The battlelines in Spain were drawn between the democratic, leftist Republican government and the fascist Nationalists led by Francisco Franco in alliance with business elites and the Catholic Church. Inevitably, men like Rubenoff found themselves drawn to the battlelines where Spanish democracy struggled against a heavily armed fascist force, backed fully by the murderous tyrannies of Germany and Italy. The two major fascist powers provided their Spanish compatriots with a limitless flow of the latest aircraft weapons, ammunition, and newly developed strategies. Italy even contributed 80,000 troops to the fascist side.
Brigadistas deftly integrates the personal dilemmas faced by those fully dedicated to Spanish democracy. After throwing themselves into the Spanish democrats’ cause, getting to Spain required sidestepping their parents’ and lovers’ deeply felt resistance. Rubenoff found it difficult to break the news to his girlfriend Caroline, even though her Catholic Worker background made her sympathetic to his beliefs. But the separation filled the couple with anguish.
Deep personal bonds were not the only major barrier. It also meant breaking the U.S. neutrality law against U.S. citizens taking part in the Spanish conflict, and finding a surreptitious route to Spain. Moreover, reaching Spain meant incredible dangers for men like Rubenoff and his fellow volunteers, as when their ship to Spain was sunk by Italian fighter planes and submarines.

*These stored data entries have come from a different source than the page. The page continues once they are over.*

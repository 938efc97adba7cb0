//! In-process store backed by concurrent maps.
//!
//! Used by tests and by `STORE_BACKEND=memory` local runs. Failure injection
//! per operation lets tests exercise the partial-success paths.

use std::sync::Arc;
use std::time::Duration;

use async_trait::async_trait;
use chrono::{SecondsFormat, Utc};
use dashmap::{DashMap, DashSet};
use serde_json::Value;
use tracing::debug;

use super::query::{Filter, Query, Record};
use super::{Collection, Operation, Store};
use crate::error::StoreError;

/// Configuration for in-process store behavior.
#[derive(Debug, Clone, Default)]
pub struct MemoryStoreConfig {
    /// Simulated latency in milliseconds for every call.
    pub latency_ms: u64,
    /// Operations that fail from the start.
    pub failing: Vec<Operation>,
}

/// In-process [`Store`].
#[derive(Debug, Clone, Default)]
pub struct MemoryStore {
    rows: Arc<DashMap<Collection, Vec<Record>>>,
    failing: Arc<DashSet<Operation>>,
    latency_ms: u64,
}

impl MemoryStore {
    /// Create an empty store.
    pub fn new() -> Self {
        Self::default()
    }

    /// Create a store with custom configuration.
    pub fn with_config(config: MemoryStoreConfig) -> Self {
        let store = Self {
            latency_ms: config.latency_ms,
            ..Self::default()
        };
        for op in config.failing {
            store.fail(op);
        }
        store
    }

    /// Make every subsequent call of `op` fail.
    pub fn fail(&self, op: Operation) {
        self.failing.insert(op);
    }

    /// Stop failing `op`.
    pub fn recover(&self, op: Operation) {
        self.failing.remove(&op);
    }

    /// Seed a record verbatim, bypassing failure injection and stamping.
    pub fn seed(&self, collection: Collection, record: Record) {
        self.rows.entry(collection).or_default().push(record);
    }

    /// Snapshot of every record in a collection.
    pub fn records(&self, collection: Collection) -> Vec<Record> {
        self.rows
            .get(&collection)
            .map(|rows| rows.value().clone())
            .unwrap_or_default()
    }

    async fn enter(&self, op: Operation, collection: Collection) -> Result<(), StoreError> {
        if self.latency_ms > 0 {
            tokio::time::sleep(Duration::from_millis(self.latency_ms)).await;
        }
        if self.failing.contains(&op) {
            return Err(StoreError::Unavailable(format!(
                "injected {} failure on {}",
                op, collection
            )));
        }
        Ok(())
    }
}

fn matches_all(filters: &[Filter], record: &Record) -> bool {
    filters.iter().all(|f| f.matches(record))
}

#[async_trait]
impl Store for MemoryStore {
    async fn insert(&self, collection: Collection, mut record: Record) -> Result<Record, StoreError> {
        self.enter(Operation::Insert, collection).await?;

        record
            .entry("id")
            .or_insert_with(|| Value::String(uuid::Uuid::new_v4().to_string()));
        record.entry("created_at").or_insert_with(|| {
            Value::String(Utc::now().to_rfc3339_opts(SecondsFormat::Micros, false))
        });

        self.rows.entry(collection).or_default().push(record.clone());
        debug!(%collection, "record inserted");
        Ok(record)
    }

    async fn fetch(&self, collection: Collection, query: &Query) -> Result<Vec<Record>, StoreError> {
        self.enter(Operation::Fetch, collection).await?;

        let matched: Vec<Record> = self
            .rows
            .get(&collection)
            .map(|rows| rows.iter().filter(|r| query.matches(r)).cloned().collect())
            .unwrap_or_default();

        Ok(query.apply_modifiers(matched))
    }

    async fn update(
        &self,
        collection: Collection,
        fields: Record,
        filters: &[Filter],
    ) -> Result<Vec<Record>, StoreError> {
        self.enter(Operation::Update, collection).await?;

        let mut updated = Vec::new();
        if let Some(mut rows) = self.rows.get_mut(&collection) {
            for row in rows.iter_mut().filter(|r| matches_all(filters, r)) {
                for (key, value) in &fields {
                    row.insert(key.clone(), value.clone());
                }
                updated.push(row.clone());
            }
        }
        debug!(%collection, rows = updated.len(), "records updated");
        Ok(updated)
    }

    async fn delete(
        &self,
        collection: Collection,
        filters: &[Filter],
    ) -> Result<Vec<Record>, StoreError> {
        self.enter(Operation::Delete, collection).await?;

        let mut deleted = Vec::new();
        if let Some(mut rows) = self.rows.get_mut(&collection) {
            let (gone, kept): (Vec<Record>, Vec<Record>) =
                rows.drain(..).partition(|r| matches_all(filters, r));
            *rows = kept;
            deleted = gone;
        }
        Ok(deleted)
    }
}
//! Athlete health-reporting backend.
//!
//! Athletes submit health reports; the service derives an availability status
//! and keeps report history for coaches.
//!
//! # Status derivation
//!
//! ```text
//! expected_outage   missed_activity          status
//! ──────────────────────────────────────────────────────────────
//! (absent)          (any)                    Healthy
//! "14+ days"        "Competing Only"         No competing
//! "7 days"          "Training & Competing"   No training or competing
//! "7 days"          (other / absent)         Healthy
//! ```
//!
//! When an outage is declared the recovery estimate is `now + days`.
//!
//! # Modules
//!
//! - [`config`]: Configuration loading from environment
//! - [`error`]: Unified error types
//! - [`status`]: Status levels and report classification
//! - [`reports`]: Report payloads and streak analysis
//! - [`store`]: Persistence collaborator and its backends
//! - [`service`]: Report submission and athlete queries
//! - [`api`]: HTTP API
//! - [`metrics`]: Prometheus metrics
//! - [`utils`]: Utility functions

pub mod api;
pub mod config;
pub mod error;
pub mod metrics;
pub mod reports;
pub mod service;
pub mod status;
pub mod store;
pub mod utils;

pub use config::Config;
pub use error::{Result, ServiceError, StoreError};
pub use service::ReportService;
//! REST store for the hosted database's PostgREST interface.

use std::time::{Duration, Instant};

use async_trait::async_trait;
use reqwest::{Method, RequestBuilder};
use tracing::{debug, error, instrument};
use url::Url;

use super::query::{Filter, Query, Record};
use super::{Collection, Operation, Store};
use crate::config::Config;
use crate::error::StoreError;
use crate::metrics;

/// PostgREST-backed [`Store`].
#[derive(Debug, Clone)]
pub struct RestStore {
    /// HTTP client for API requests.
    http: reqwest::Client,
    /// Project base URL, always ending in `/`.
    base: Url,
    /// Service key sent as both `apikey` and bearer token.
    api_key: String,
}

impl RestStore {
    /// Create a store for `base_url` authenticated with `api_key`.
    pub fn new(
        base_url: &str,
        api_key: impl Into<String>,
        timeout: Duration,
    ) -> Result<Self, StoreError> {
        let mut base = base_url.to_string();
        if !base.ends_with('/') {
            base.push('/');
        }

        let http = reqwest::Client::builder()
            .timeout(timeout)
            .connect_timeout(Duration::from_secs(2))
            .pool_idle_timeout(Duration::from_secs(90))
            .build()?;

        Ok(Self {
            http,
            base: Url::parse(&base)?,
            api_key: api_key.into(),
        })
    }

    /// Create a store from configuration.
    pub fn from_config(config: &Config) -> Result<Self, StoreError> {
        let url = config
            .supabase_url
            .as_deref()
            .ok_or_else(|| StoreError::Unavailable("SUPABASE_URL is not set".to_string()))?;
        let key = config
            .supabase_key
            .as_deref()
            .ok_or_else(|| StoreError::Unavailable("SUPABASE_KEY is not set".to_string()))?;
        Self::new(url, key, config.http_timeout())
    }

    /// Endpoint for a collection.
    pub fn collection_url(&self, collection: Collection) -> Result<Url, StoreError> {
        Ok(self.base.join(&format!("rest/v1/{}", collection))?)
    }

    fn request(
        &self,
        method: Method,
        collection: Collection,
        filters: &[Filter],
    ) -> Result<RequestBuilder, StoreError> {
        let pairs: Vec<(String, String)> = filters.iter().map(Filter::to_query_pair).collect();
        Ok(self
            .http
            .request(method, self.collection_url(collection)?)
            .query(&pairs)
            .header("apikey", &self.api_key)
            .bearer_auth(&self.api_key)
            .header("Prefer", "return=representation"))
    }

    async fn send(
        &self,
        operation: Operation,
        collection: Collection,
        request: RequestBuilder,
    ) -> Result<Vec<Record>, StoreError> {
        let start = Instant::now();
        let result = Self::execute(collection, request).await;
        metrics::record_store_latency(start, operation);

        if let Err(e) = &result {
            metrics::inc_store_failures(operation);
            error!(%operation, %collection, error = %e, "store request failed");
        }
        result
    }

    async fn execute(
        collection: Collection,
        request: RequestBuilder,
    ) -> Result<Vec<Record>, StoreError> {
        let response = request.send().await?;
        let status = response.status();

        if !status.is_success() {
            let body = response.text().await.unwrap_or_default();
            return Err(StoreError::Rejected {
                collection,
                status: status.as_u16(),
                body,
            });
        }

        let body = response.text().await?;
        if body.trim().is_empty() {
            return Ok(Vec::new());
        }

        serde_json::from_str(&body)
            .map_err(|e| StoreError::Parse(format!("{} response: {}", collection, e)))
    }
}

#[async_trait]
impl Store for RestStore {
    #[instrument(skip(self, record), fields(collection = %collection))]
    async fn insert(&self, collection: Collection, record: Record) -> Result<Record, StoreError> {
        let request = self.request(Method::POST, collection, &[])?.json(&record);
        let mut rows = self.send(Operation::Insert, collection, request).await?;
        debug!("record inserted");

        if rows.is_empty() {
            return Err(StoreError::Parse(format!(
                "{} insert returned no representation",
                collection
            )));
        }
        Ok(rows.swap_remove(0))
    }

    #[instrument(skip(self, query), fields(collection = %collection))]
    async fn fetch(&self, collection: Collection, query: &Query) -> Result<Vec<Record>, StoreError> {
        let mut params: Vec<(String, String)> = vec![("select".to_string(), "*".to_string())];
        if let Some((column, direction)) = &query.modifiers.order {
            params.push(("order".to_string(), format!("{}.{}", column, direction)));
        }
        if let Some(limit) = query.modifiers.limit {
            params.push(("limit".to_string(), limit.to_string()));
        }

        let request = self
            .request(Method::GET, collection, &query.filters)?
            .query(&params);
        let rows = self.send(Operation::Fetch, collection, request).await?;
        debug!(rows = rows.len(), "records fetched");
        Ok(rows)
    }

    #[instrument(skip(self, fields, filters), fields(collection = %collection))]
    async fn update(
        &self,
        collection: Collection,
        fields: Record,
        filters: &[Filter],
    ) -> Result<Vec<Record>, StoreError> {
        let request = self.request(Method::PATCH, collection, filters)?.json(&fields);
        let rows = self.send(Operation::Update, collection, request).await?;
        debug!(rows = rows.len(), "records updated");
        Ok(rows)
    }

    #[instrument(skip(self, filters), fields(collection = %collection))]
    async fn delete(
        &self,
        collection: Collection,
        filters: &[Filter],
    ) -> Result<Vec<Record>, StoreError> {
        let request = self.request(Method::DELETE, collection, filters)?;
        self.send(Operation::Delete, collection, request).await
    }
}
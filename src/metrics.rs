//! Prometheus metrics for report submission and store access.
//!
//! This module provides metrics for:
//! - Report submissions and resulting status transitions
//! - Classification rejections
//! - Store call latency and failures

use std::time::Instant;

use metrics::{counter, describe_counter, describe_histogram, histogram};
use metrics_exporter_prometheus::{BuildError, PrometheusBuilder, PrometheusHandle};
use tracing::debug;

use crate::status::HealthStatus;
use crate::store::Operation;

// === Metric Name Constants ===

/// Reports accepted for processing.
pub const METRIC_REPORTS_SUBMITTED: &str = "reports_submitted_total";
/// Status updates written, labelled by resulting status.
pub const METRIC_STATUS_UPDATES: &str = "status_updates_total";
/// Reports rejected by the classifier.
pub const METRIC_CLASSIFICATION_ERRORS: &str = "classification_errors_total";
/// Reports whose audit insert failed after the status update landed.
pub const METRIC_REPORT_INSERT_FAILURES: &str = "report_insert_failures_total";
/// End-to-end submission latency.
pub const METRIC_REPORT_SUBMIT_LATENCY: &str = "report_submit_latency_ms";
/// Store call latency, labelled by operation.
pub const METRIC_STORE_LATENCY: &str = "store_request_latency_ms";
/// Store call failures, labelled by operation.
pub const METRIC_STORE_FAILURES: &str = "store_failures_total";

/// Initialize all metric descriptions.
/// Call this once at startup to register metrics with descriptions.
pub fn init_metrics() {
    describe_histogram!(
        METRIC_REPORT_SUBMIT_LATENCY,
        "Report submission latency in milliseconds"
    );
    describe_histogram!(
        METRIC_STORE_LATENCY,
        "Persistence call latency in milliseconds"
    );

    describe_counter!(METRIC_REPORTS_SUBMITTED, "Total number of reports submitted");
    describe_counter!(
        METRIC_STATUS_UPDATES,
        "Total number of athlete status updates written"
    );
    describe_counter!(
        METRIC_CLASSIFICATION_ERRORS,
        "Total number of reports rejected as malformed"
    );
    describe_counter!(
        METRIC_REPORT_INSERT_FAILURES,
        "Reports lost after their status update was applied"
    );
    describe_counter!(METRIC_STORE_FAILURES, "Total number of failed store calls");

    debug!("Metrics initialized");
}

/// Install the global Prometheus recorder and return its render handle.
pub fn install_prometheus() -> Result<PrometheusHandle, BuildError> {
    PrometheusBuilder::new().install_recorder()
}

/// Record store call latency.
pub fn record_store_latency(start: Instant, operation: Operation) {
    let latency_ms = start.elapsed().as_secs_f64() * 1000.0;
    histogram!(METRIC_STORE_LATENCY, "operation" => operation.as_ref().to_string())
        .record(latency_ms);
}

/// Increment store failure counter.
pub fn inc_store_failures(operation: Operation) {
    counter!(METRIC_STORE_FAILURES, "operation" => operation.as_ref().to_string()).increment(1);
}

/// Increment reports submitted counter.
pub fn inc_reports_submitted() {
    counter!(METRIC_REPORTS_SUBMITTED).increment(1);
}

/// Increment status updates counter for the resulting status.
pub fn inc_status_updates(status: HealthStatus) {
    counter!(METRIC_STATUS_UPDATES, "status" => status.as_ref().to_string()).increment(1);
}

/// Increment classification errors counter.
pub fn inc_classification_errors() {
    counter!(METRIC_CLASSIFICATION_ERRORS).increment(1);
}

/// Increment report insert failures counter.
pub fn inc_report_insert_failures() {
    counter!(METRIC_REPORT_INSERT_FAILURES).increment(1);
}

/// RAII guard for timing operations.
/// Automatically records latency when dropped.
pub struct LatencyTimer {
    start: Instant,
    metric_name: &'static str,
}

impl LatencyTimer {
    /// Create a new latency timer for the given metric.
    pub fn new(metric_name: &'static str) -> Self {
        Self {
            start: Instant::now(),
            metric_name,
        }
    }

    /// Get elapsed time in milliseconds (without recording).
    pub fn elapsed_ms(&self) -> f64 {
        self.start.elapsed().as_secs_f64() * 1000.0
    }
}

impl Drop for LatencyTimer {
    fn drop(&mut self) {
        let latency_ms = self.start.elapsed().as_secs_f64() * 1000.0;
        histogram!(self.metric_name).record(latency_ms);
    }
}

/// Create a latency timer for report submission.
pub fn timer_report_submit() -> LatencyTimer {
    LatencyTimer::new(METRIC_REPORT_SUBMIT_LATENCY)
}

Once finally assembled in Spain, Rubenoff and his comrades—drawn from various parts of the U.S. Left—set up the Abraham Lincoln Brigade to directly fight on the side of the Republicans. Roughly 2,800 Americans took part, with a large contingent comprised of Jews, like Rubenoff, from the New York area. They were led by Oliver Law, a Black veteran of the First World War. Even for the leftist Brigadistas, it was an extraordinary moment to see a Black man being the comandante of whites.
Law supplied indispensable leadership for the Lincoln Brigadistas, who sorely lacked basic expertise with weapons, much less engagement in actual armed conflict. But Law forged the ragtag Lincoln Brigade into a genuine military force capable of important missions for the Republic.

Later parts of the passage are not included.